Cosa ha innescato l’ultimo calo del prezzo delle azioni UniCredit
UniCredit S.p.A. (UCG) è quotata a €60,49, in calo del 2,45% nella giornata e ben al di sotto delle sue principali medie mobili (SMA-20 a €68,17, SMA-50 a €71,14 e SMA-200 a €65,50), evidenziando una forte pressione di vendita su tutti gli orizzonti temporali.
In evidenza
- UniCredit cerca di acquisire oltre il 30% di Commerzbank ma intende evitare di attivare i controlli obbligatori sulle offerte pubbliche di acquisto.
- La direzione conferma l’impegno a restituire almeno l’80% degli utili agli azionisti tramite dividendi e riacquisti di azioni, previa approvazione.
- I segnali tecnici indicano che le azioni UniCredit restano sotto una persistente pressione ribassista con una forte pressione di vendita; l'intervallo previsto per la settimana è €57,02–€62,80.
La ricerca di una partecipazione strategica e i tagli ai costi incontrano una negatività persistente
UniCredit avrebbe avviato la ricerca di una partecipazione superiore al 30% in Commerzbank, puntando però a evitare il pieno controllo.

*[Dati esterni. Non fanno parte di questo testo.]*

use axum::extract::{Json, Query, State};
use axum::response::{IntoResponse, Response};
use common::store::StoreError;
use reqwest::{Client, RequestBuilder, Url};
use serde::{Deserialize, Serialize};

use crate::http_server::api::client::ApiRequest;
use crate::ServiceState;

use super::{error_response, store_error_response};

#[derive(Debug, Clone, Serialize, Deserialize, clap::Args)]
pub struct DeleteRequest {
    /// Document path relative to the docs directory
    pub path: String,
}

#[derive(Debug, Clone, Serialize, Deserialize)]
pub struct DeleteResponse {
    pub success: bool,
}

/// Unlinks the document and removes it from the index in one step, so
/// a list issued right after the response never shows the entry.
pub async fn handler(
    State(state): State<ServiceState>,
    Query(req): Query<DeleteRequest>,
) -> Result<impl IntoResponse, DeleteError> {
    let store = state.store().clone();
    tokio::task::spawn_blocking(move || store.delete(&req.path)).await??;

    Ok((
        http::StatusCode::OK,
        Json(DeleteResponse { success: true }),
    )
        .into_response())
}

#[derive(Debug, thiserror::Error)]
pub enum DeleteError {
    #[error(transparent)]
    Store(#[from] StoreError),

    #[error("delete task failed: {0}")]
    Join(#[from] tokio::task::JoinError),
}

impl IntoResponse for DeleteError {
    fn into_response(self) -> Response {
        match &self {
            DeleteError::Store(err) => store_error_response(err),
            DeleteError::Join(_) => error_response(http::StatusCode::INTERNAL_SERVER_ERROR, &self),
        }
    }
}

impl ApiRequest for DeleteRequest {
    type Response = DeleteResponse;

    fn build_request(self, base_url: &Url, client: &Client) -> RequestBuilder {
        let mut full_url = base_url.join("/api/v0/docs/entry").unwrap();
        full_url.query_pairs_mut().append_pair("path", &self.path);
        client.delete(full_url)
    }
}
use axum::response::{IntoResponse, Response};
use axum::Json;
use common::version::BuildInfo;
use http::StatusCode;
use reqwest::{Client, RequestBuilder, Url};
use serde::{Deserialize, Serialize};

use crate::http_server::api::client::ApiRequest;

/// Request type for the version endpoint.
#[derive(Debug, Clone, Serialize, Deserialize)]
pub struct VersionRequest {}

impl ApiRequest for VersionRequest {
    type Response = BuildInfo;

    fn build_request(self, base_url: &Url, client: &Client) -> RequestBuilder {
        let full_url = base_url.join("/_status/version").unwrap();
        client.get(full_url)
    }
}

/// Reports the daemon's own build metadata, not the library's.
#[tracing::instrument]
pub async fn handler() -> Response {
    (StatusCode::OK, Json(crate::build_info())).into_response()
}

#[cfg(test)]
mod tests {
    use super::*;

    #[tokio::test]
    async fn test_handler_direct() {
        let response = handler().await;
        assert_eq!(response.status(), StatusCode::OK);

        let body = axum::body::to_bytes(response.into_body(), usize::MAX)
            .await
            .unwrap();
        let info: BuildInfo = serde_json::from_slice(&body).unwrap();

        assert_eq!(info.version, env!("CARGO_PKG_VERSION"));
        assert!(!info.build_timestamp.is_empty());
    }
}
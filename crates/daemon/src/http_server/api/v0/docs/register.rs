use std::path::Path;

use axum::extract::{Json, State};
use axum::response::{IntoResponse, Response};
use common::store::{StoreError, StoredDoc};
use reqwest::{Client, RequestBuilder, Url};
use serde::{Deserialize, Serialize};

use crate::http_server::api::client::ApiRequest;
use crate::ServiceState;

use super::{error_response, store_error_response};

#[derive(Debug, Clone, Serialize, Deserialize)]
pub struct RegisterRequest {
    /// File to copy into the docs directory; resolved against the
    /// daemon's working directory when relative
    pub source_path: String,
}

#[derive(Debug, Clone, Serialize, Deserialize)]
pub struct RegisterResponse {
    pub path: String,
    pub name: String,
    pub ext: String,
}

impl From<StoredDoc> for RegisterResponse {
    fn from(doc: StoredDoc) -> Self {
        Self {
            path: doc.path,
            name: doc.name,
            ext: doc.ext,
        }
    }
}

pub async fn handler(
    State(state): State<ServiceState>,
    Json(req): Json<RegisterRequest>,
) -> Result<impl IntoResponse, RegisterError> {
    let store = state.store().clone();
    let doc = tokio::task::spawn_blocking(move || store.register(Path::new(&req.source_path)))
        .await??;

    Ok((http::StatusCode::OK, Json(RegisterResponse::from(doc))).into_response())
}

#[derive(Debug, thiserror::Error)]
pub enum RegisterError {
    #[error(transparent)]
    Store(#[from] StoreError),

    #[error("register task failed: {0}")]
    Join(#[from] tokio::task::JoinError),
}

impl IntoResponse for RegisterError {
    fn into_response(self) -> Response {
        match &self {
            RegisterError::Store(err) => store_error_response(err),
            RegisterError::Join(_) => {
                error_response(http::StatusCode::INTERNAL_SERVER_ERROR, &self)
            }
        }
    }
}

impl ApiRequest for RegisterRequest {
    type Response = RegisterResponse;

    fn build_request(self, base_url: &Url, client: &Client) -> RequestBuilder {
        let full_url = base_url.join("/api/v0/docs/register").unwrap();
        client.post(full_url).json(&self)
    }
}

La banca ha ribadito il proprio impegno verso elevati rendimenti per gli azionisti, con il CEO Andrea Orcel che si è impegnato a distribuire almeno l’80% degli utili tramite dividendi e riacquisti di azioni nei prossimi tre-cinque anni, soggetto all’approvazione degli azionisti e all’autorizzazione della ECB. Sono state inoltre riportate misure strategiche di riduzione dei costi, tra cui piani per tagliare fino a 400 posizioni IT in Germania e iniziative di espansione digitale, anche se l’andamento dei prezzi è rimasto sotto una più ampia pressione di vendita.
La pressione ribassista persiste mentre i supporti svaniscono e i venditori si esauriscono
UCG è scambiata ben al di sotto della SMA-20 a €68,17, della SMA-50 a €71,14 e persino della SMA-200 a €65,50, il che evidenzia una forte pressione di vendita nel breve, medio e lungo termine. L’Ichimoku indica che la resistenza dinamica più vicina si trova a €68,35, senza supporti vicini secondo questo modello. Gli indicatori di Momentum sul grafico giornaliero come MACD e ADX segnalano entrambi una continuazione della pressione ribassista. RSI, Stoch RSI e CCI indicano condizioni di ipervenduto, mostrando un possibile esaurimento tra i venditori, mentre il valore fortemente negativo del BBP riflette una chiara dominanza intraday dei venditori. La direzione dell’AO conferma la tendenza negativa. Il titolo ha aperto leggermente in rialzo ma è rapidamente sceso, attualmente in calo del 2,45% nella giornata senza un gap significativo in apertura. Il prezzo attuale si trova vicino al limite inferiore dell’intervallo odierno (€61,02–€63,85) e la volatilità è stata da moderata ad elevata. Il tono intraday rimane debole, con ulteriore pressione di vendita evidente dopo l’apertura, coerente con i segnali di momentum ribassista.
In precedenza, gli analisti avevano osservato che l’impostazione tecnica di UniCredit rifletteva un orientamento ampiamente rialzista supportato da un solido momentum su più orizzonti temporali. L’attuale rottura decisa al di sotto delle principali medie mobili segna un cambiamento significativo verso una pressione ribassista sostenuta, rendendo il prossimo livello critico da monitorare il supporto a €57,02, poiché un mancato mantenimento sopra tale soglia potrebbe accelerare ulteriormente il rischio di ribasso.